• [What you should do] Pull every line containing "derive" from the entries.

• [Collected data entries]

'''

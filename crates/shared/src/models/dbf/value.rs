use chrono::NaiveDate;
use rusqlite::ToSql;
use rusqlite::types::{ToSqlOutput, Value, ValueRef};

/// Integral magnitudes below this convert to `i64` without rounding
const MAX_EXACT_INTEGER: f64 = 9_007_199_254_740_992.0;

/// Numeric column payload; integral values are kept as integers
#[derive(Debug, Clone, Copy, PartialEq)]
pub enum Number {
    Integer(i64),
    Decimal(f64),
}

impl From<f64> for Number {
    fn from(value: f64) -> Self {
        if value.fract() == 0.0 && value.abs() < MAX_EXACT_INTEGER {
            Number::Integer(value as i64)
        } else {
            Number::Decimal(value)
        }
    }
}

/// One decoded DBF field
#[derive(Debug, Clone, PartialEq)]
pub enum FieldValue {
    Character(String),
    Numeric(Option<Number>),
    Float(Option<f64>),
    Date(Option<NaiveDate>),
}

/// A decoded record, one value per column in header order
pub type Row = Vec<FieldValue>;

impl FieldValue {
    pub fn is_null(&self) -> bool {
        matches!(
            self,
            FieldValue::Numeric(None) | FieldValue::Float(None) | FieldValue::Date(None)
        )
    }
}

impl TryFrom<dbase::FieldValue> for FieldValue {
    type Error = String;

    fn try_from(value: dbase::FieldValue) -> Result<Self, Self::Error> {
        match value {
            // A blank character field is an empty string, never NULL
            dbase::FieldValue::Character(text) => Ok(FieldValue::Character(text.unwrap_or_default())),
            dbase::FieldValue::Numeric(n) => Ok(FieldValue::Numeric(n.map(Number::from))),
            dbase::FieldValue::Float(f) => Ok(FieldValue::Float(f.map(widen_float))),
            dbase::FieldValue::Date(d) => date_from_dbase(d).map(FieldValue::Date),
            other => Err(format!("unsupported field type '{}'", other.field_type())),
        }
    }
}

/// `F` columns come back as `f32`; go through the shortest decimal form so 0.1 stays 0.1
fn widen_float(value: f32) -> f64 {
    value.to_string().parse::<f64>().unwrap_or(f64::from(value))
}

fn date_from_dbase(date: Option<dbase::Date>) -> Result<Option<NaiveDate>, String> {
    let Some(date) = date else {
        return Ok(None);
    };
    if date.year() == 0 && date.month() == 0 && date.day() == 0 {
        return Ok(None);
    }
    i32::try_from(date.year())
        .ok()
        .and_then(|year| NaiveDate::from_ymd_opt(year, date.month(), date.day()))
        .map(Some)
        .ok_or_else(|| format!("invalid date '{date}'"))
}

impl ToSql for FieldValue {
    fn to_sql(&self) -> rusqlite::Result<ToSqlOutput<'_>> {
        let output = match self {
            FieldValue::Character(s) => ToSqlOutput::Borrowed(ValueRef::Text(s.as_bytes())),
            FieldValue::Numeric(Some(Number::Integer(n))) => ToSqlOutput::Owned(Value::Integer(*n)),
            FieldValue::Numeric(Some(Number::Decimal(n))) => ToSqlOutput::Owned(Value::Real(*n)),
            FieldValue::Float(Some(n)) => ToSqlOutput::Owned(Value::Real(*n)),
            FieldValue::Date(Some(d)) => {
                ToSqlOutput::Owned(Value::Text(d.format("%Y-%m-%d").to_string()))
            }
            FieldValue::Numeric(None) | FieldValue::Float(None) | FieldValue::Date(None) => {
                ToSqlOutput::Owned(Value::Null)
            }
        };
        Ok(output)
    }
}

'''

• [Solution to the problem]
#[derive(Debug, Clone, Copy, PartialEq)]
#[derive(Debug, Clone, PartialEq)]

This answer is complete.